Expansion Revealing of Pathology Resolves Nanostructures Associated with Inflammatory Phenotypes in COVID-19 Decedent Human Brain Tissue
Expansion Revealing of Pathology Resolves Nanostructures Associated with Inflammatory Phenotypes in COVID-19 Decedent Human Brain Tissue
Stanton, A. E.; Kang, J.; Blanchard, J. W.; Boix, C. A.; Schroeder, M. E.; Lee, Y.; Su, H.; Wang, S.; Yu, E.; Emenari, A.; Peng, Z.; Agbas, E.; Cerit, O.; Park, D.; Zhang, R.; Bennett, D. A.; Yin, P.; Kellis, M.; Langer, R.; Boyden, E.; Tsai, L.-H.

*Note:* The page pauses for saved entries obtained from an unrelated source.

//! Intent handlers.
//!
//! Each handler is a pure `SystemState -> SystemState` transition. Intents
//! whose precondition fails (everything except `toggle_power` needs power)
//! return the state unchanged rather than an error.

use super::types::{Direction, Intent, POSITION_LIMIT, Position, SystemState};

pub fn toggle_power(state: SystemState) -> SystemState {
    SystemState { power: !state.power, ..state }
}

/// Step the robot one `step` in `direction`, saturating at the grid edge.
pub fn move_robot(state: SystemState, direction: Direction, step: i32) -> SystemState {
    if !state.power {
        return state;
    }
    let (dx, dy) = direction.offset();
    let shift = |coord: i32, unit: i32| coord.saturating_add(unit.saturating_mul(step)).clamp(-POSITION_LIMIT, POSITION_LIMIT);
    SystemState {
        position: Position {
            x: shift(state.position.x, dx),
            y: shift(state.position.y, dy),
        },
        ..state
    }
}

pub fn cycle_roller(state: SystemState) -> SystemState {
    if !state.power {
        return state;
    }
    SystemState {
        roller: state.roller.next(),
        ..state
    }
}

pub fn toggle_compressor(state: SystemState) -> SystemState {
    if !state.power {
        return state;
    }
    SystemState {
        compressor: !state.compressor,
        ..state
    }
}

impl Intent {
    /// Whether the intent can take effect in `state`.
    pub fn is_allowed(self, state: &SystemState) -> bool {
        match self {
            Intent::TogglePower => true,
            Intent::Move(_) | Intent::CycleRoller | Intent::ToggleCompressor => state.power,
        }
    }

    /// Dispatch to the matching handler.
    pub fn apply(self, state: SystemState, move_step: i32) -> SystemState {
        match self {
            Intent::TogglePower => toggle_power(state),
            Intent::Move(direction) => move_robot(state, direction, move_step),
            Intent::CycleRoller => cycle_roller(state),
            Intent::ToggleCompressor => toggle_compressor(state),
        }
    }
}

#[cfg(test)]
mod tests {
    use super::*;
    use crate::config::DEFAULT_MOVE_STEP;
    use crate::telemetry::types::Roller;
    use proptest::prelude::*;

    fn powered() -> SystemState {
        toggle_power(SystemState::default())
    }

    #[test]
    fn move_is_ignored_without_power() {
        let state = SystemState::default();
        let next = move_robot(state, Direction::Up, DEFAULT_MOVE_STEP);
        assert_eq!(next.position, Position { x: 0, y: 0 });
        assert_eq!(next, state);
    }

    #[test]
    fn move_up_saturates_at_top_edge() {
        let mut state = powered();
        assert!(state.power);

        state = move_robot(state, Direction::Up, DEFAULT_MOVE_STEP);
        assert_eq!(state.position, Position { x: 0, y: -15 });

        for _ in 0..5 {
            state = move_robot(state, Direction::Up, DEFAULT_MOVE_STEP);
        }
        assert_eq!(state.position, Position { x: 0, y: -60 });
    }

    #[test]
    fn horizontal_moves_touch_only_x() {
        let state = move_robot(powered(), Direction::Right, DEFAULT_MOVE_STEP);
        assert_eq!(state.position, Position { x: 15, y: 0 });
        let state = move_robot(state, Direction::Left, DEFAULT_MOVE_STEP);
        let state = move_robot(state, Direction::Left, DEFAULT_MOVE_STEP);
        assert_eq!(state.position, Position { x: -15, y: 0 });
        let state = move_robot(state, Direction::Down, DEFAULT_MOVE_STEP);
        assert_eq!(state.position, Position { x: -15, y: 15 });
    }

    #[test]
    fn huge_step_does_not_overflow() {
        let state = move_robot(powered(), Direction::Right, i32::MAX);
        assert_eq!(state.position.x, POSITION_LIMIT);
        let state = move_robot(state, Direction::Left, i32::MAX);
        assert_eq!(state.position.x, -POSITION_LIMIT);
    }

    #[test]
    fn roller_returns_to_off_after_three_cycles() {
        let mut state = powered();
        state = cycle_roller(state);
        assert_eq!(state.roller, Roller::In);
        state = cycle_roller(state);
        assert_eq!(state.roller, Roller::Out);
        state = cycle_roller(state);
        assert_eq!(state.roller, Roller::Off);
    }

    #[test]
    fn actuators_are_locked_without_power() {
        let state = SystemState::default();
        assert_eq!(cycle_roller(state), state);
        assert_eq!(toggle_compressor(state), state);
        for intent in [Intent::Move(Direction::Left), Intent::CycleRoller, Intent::ToggleCompressor] {
            assert!(!intent.is_allowed(&state));
        }
        assert!(Intent::TogglePower.is_allowed(&state));
    }

    #[test]
    fn power_off_keeps_actuator_state() {
        let mut state = powered();
        state = Intent::Move(Direction::Down).apply(state, DEFAULT_MOVE_STEP);
        state = Intent::CycleRoller.apply(state, DEFAULT_MOVE_STEP);
        state = Intent::ToggleCompressor.apply(state, DEFAULT_MOVE_STEP);
        state = Intent::TogglePower.apply(state, DEFAULT_MOVE_STEP);

        assert!(!state.power);
        assert_eq!(state.position, Position { x: 0, y: 15 });
        assert_eq!(state.roller, Roller::In);
        assert!(state.compressor);
        assert_eq!(state.active_roller(), Roller::Off);
        assert!(!state.compressor_active());
    }

    fn any_direction() -> impl Strategy<Value = Direction> {
        prop::sample::select(vec![Direction::Up, Direction::Down, Direction::Left, Direction::Right])
    }

    fn any_roller() -> impl Strategy<Value = Roller> {
        prop::sample::select(vec![Roller::Off, Roller::In, Roller::Out])
    }

    proptest! {
        #[test]
        fn moves_stay_inside_grid(directions in prop::collection::vec(any_direction(), 0..200), step in 1i32..100) {
            let mut state = powered();
            for direction in directions {
                state = move_robot(state, direction, step);
                prop_assert!((-POSITION_LIMIT..=POSITION_LIMIT).contains(&state.position.x));
                prop_assert!((-POSITION_LIMIT..=POSITION_LIMIT).contains(&state.position.y));
            }
        }

        #[test]
        fn unpowered_moves_never_change_state(directions in prop::collection::vec(any_direction(), 0..50)) {
            let start = SystemState::default();
            let mut state = start;
            for direction in directions {
                state = move_robot(state, direction, DEFAULT_MOVE_STEP);
            }
            prop_assert_eq!(state, start);
        }

        #[test]
        fn three_roller_cycles_are_identity(roller in any_roller(), power in any::<bool>()) {
            let state = SystemState { power, roller, ..SystemState::default() };
            let cycled = cycle_roller(cycle_roller(cycle_roller(state)));
            prop_assert_eq!(cycled, state);
        }
    }
}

AbstractExpansion revealing (ExR) elucidates cellular organization by separating proteins within dense nanostructures by 20x linear expansion, but requires fixation procedures incompatible with human pathology specimens. Here, we report ExR of pathology (ExRPath), which attains ~20 nm resolution and decrowding of such tissues, through iterative 20x expansion, adapted to human brain pathology specimens. We also report a single-shot 15x expansion protocol for such tissues (15ExMPath), achieved through one-shot 15x expansion. Applying ExRPath and 15ExMPath to COVID-19-decedent brain tissue reveals periodic amyloid nanoclusters that co-localize with SARS-CoV-2 in a rare minority of patient specimens, pointing to a potential neuroinflammatory phenotype associated with COVID-19, and highlighting the power of high-throughput nanoimaging, empowered by expansion microscopy, for discovering potential novel disease mechanisms.